Saved data entries
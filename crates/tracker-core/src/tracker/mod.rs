//! Tracker lifecycle
//!
//! - `state`: the per-URL state machine and cycle merge
//! - `auto_pause`: confidence-based stopping rule
//! - `registry`: all trackers, display order and shared settings
//! - `scheduler`: timers, concurrent probes and persistence around the registry

mod auto_pause;
mod registry;
mod scheduler;
mod state;


pub use auto_pause::{AutoPauseRule, PauseReason, STAT_SIG_THRESHOLD};
pub use registry::{
    normalize_url, Registry, Settings, SortColumn, SortDirection, SortState,
    MIN_POLL_INTERVAL_SECS,
};
pub use scheduler::{
    Scheduler, SchedulerConfig, SchedulerError, TrackerEvent, DEFAULT_PROBE_COOLDOWN,
};
pub use state::{
    select_strategies, Completion, CycleContext, CycleReport, CycleStart, Phase, PendingTimer,
    ProbeOutcome, StrategySet, Tracker, TrackerView, MISSING_API_KEY,
};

**Task to carry out:**
Every record above is to be transcribed exactly.

**Response:**
filename crates/tracker-core/src/tracker/mod.rs
//! Tracker lifecycle
//!
//! - `state`: the per-URL state machine and cycle merge
//! - `auto_pause`: confidence-based stopping rule
//! - `registry`: all trackers, display order and shared settings
//! - `scheduler`: timers, concurrent probes and persistence around the registry

mod auto_pause;
mod registry;
mod scheduler;
mod state;


pub use auto_pause::{AutoPauseRule, PauseReason, STAT_SIG_THRESHOLD};
pub use registry::{
    normalize_url, Registry, Settings, SortColumn, SortDirection, SortState,
    MIN_POLL_INTERVAL_SECS,
};
pub use scheduler::{
    Scheduler, SchedulerConfig, SchedulerError, TrackerEvent, DEFAULT_PROBE_COOLDOWN,
};
pub use state::{
    select_strategies, Completion, CycleContext, CycleReport, CycleStart, Phase, PendingTimer,
    ProbeOutcome, StrategySet, Tracker, TrackerView, MISSING_API_KEY,
};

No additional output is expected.